WILL-FM (90.9 MHz) is a public, listener-supported radio station owned by the University of Illinois Urbana-Champaign and licensed to Urbana, Illinois, United States. It is operated by Illinois Public Media, with studios located at Campbell Hall for Public Telecommunications on the university's campus on North Goodwin Avenue on the north side of Urbana. Most of WILL-FM's schedule is classical music with NPR news programs heard in weekday morning and afternoon drive times. Weekends feature classical and other genres of music, including jazz and opera.

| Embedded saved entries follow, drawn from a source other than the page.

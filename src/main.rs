//! fwbundle CLI entry point
//!
//! Parses arguments, runs the selected command and renders errors with
//! suggestions before exiting non-zero.

use anyhow::Result;
use clap::Parser;
use fwbundle_cli::cli;
use fwbundle_cli::core::user_friendly_error;

#[tokio::main]
async fn main() -> Result<()> {
    let cli = cli::Cli::parse();

    // Set up colored output for Windows
    #[cfg(windows)]
    colored::control::set_virtual_terminal(true).ok();

    match cli.execute().await {
        Ok(()) => Ok(()),
        Err(e) => {
            let error_ctx = user_friendly_error(e);
            error_ctx.display();
            std::process::exit(1);
        }
    }
}
//! Integration test suite for fwbundle
//!
//! End-to-end tests that drive the `fwbundle` binary and the public pipeline API against
//! temporary projects.
//!
//! # Running Integration Tests
//!
//! ```bash
//! cargo test --test integration
//! ```
//!
//! # Test Organization
//!
//! - **cli**: Argument handling, error reporting, `list` and `clean`
//! - **build**: Full builds with stand-in tools, failure propagation, dry runs
//! - **discovery**: Package tree and filesystem discovery through the public API
//!
//! Builds shell out to `sh`, so those tests only run on Unix.

// Shared test utilities (from parent tests/ directory)
#[path = "../common/mod.rs"]
mod common;

mod build;
mod cli;
mod discovery;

WILL-FM dates back to the 1940s. It broadcasts with a grandfathered Effective Radiated Power (ERP) of 105,000 watts, more than double of what would be permitted today in Illinois. The transmitter is co-located with PBS member WILL-TV (channel 12) on East 1700th North Road in Amenia, Illinois, 5 mi west of Monticello. The antenna height above average terrain (HAAT) is 259 m.

==Programming==
WILL-FM is a member of National Public Radio (NPR) and affiliated with Public Radio International (PRI) and American Public Media (APM). The format is classical music most of the day, but also includes simulcasts along with its AM sister of some of NPR's more popular shows. The primary signal is relayed by FM translator station W293AF at 106.5 MHz in Danville. WILL-FM's HD2 digital subchannel is a 24-hour music stream with the C-24 classical music service, along with WILL-FM's locally produced classical music shows. This programming is relayed by translator station W266AF 101.1 MHz in Urbana, but moved exclusively to a webstream on February 1, 2024. At that time, the station and subchannel adopted a format branded as "Illinois Soul", consisting of a hybrid mix of smooth jazz, neo soul, R&B, and classic hip-hop music, along with African-American hosted NPR programs such as Code Switch and It's Been a Minute and shows hosted by Will Downing and Robert Glasper. WILL-FM's HD3 subchannel simulcasts the programming of WILL (AM), to make up for the reduced coverage that station's nighttime signal.

The Illinois Radio Reader Service, a streaming audio service for the reading impaired, is broadcast over a restricted Subsidiary Communications Authority (SCA) subchannel.

==History==
In May 1940, the Federal Communications Commission (FCC) authorized the creation of an FM broadcast band, effective January 1, 1941, operating on 40 channels spanning 42–50 MHz, with the first five channels reserved for educational stations.

On July 16, 1941, the university filed an application for a station transmitting with 250 watts on 42.9 MHz. At this time FM broadcasting was in its infancy and few people had receivers. However, the university's existing AM band station, WILL, was restricted to daytime-only operation, so the addition of an FM signal allowed for the expansion of the broadcast service to include nighttime hours. The new FM station was assigned the call letters WIUC, which was said to stand for either "Illinois, Urbana, Champaign" or "Illinois University, Champaign". Following a series of test transmissions, WIUC began regular operations on November 22, 1942, initially with a schedule of 4 to 5:30 p.m. on Monday afternoons. It was the first FM station in the United States licensed to a university. In mid-1945, the station's schedule was reported to be 7 to 10 p.m. on Tuesdays.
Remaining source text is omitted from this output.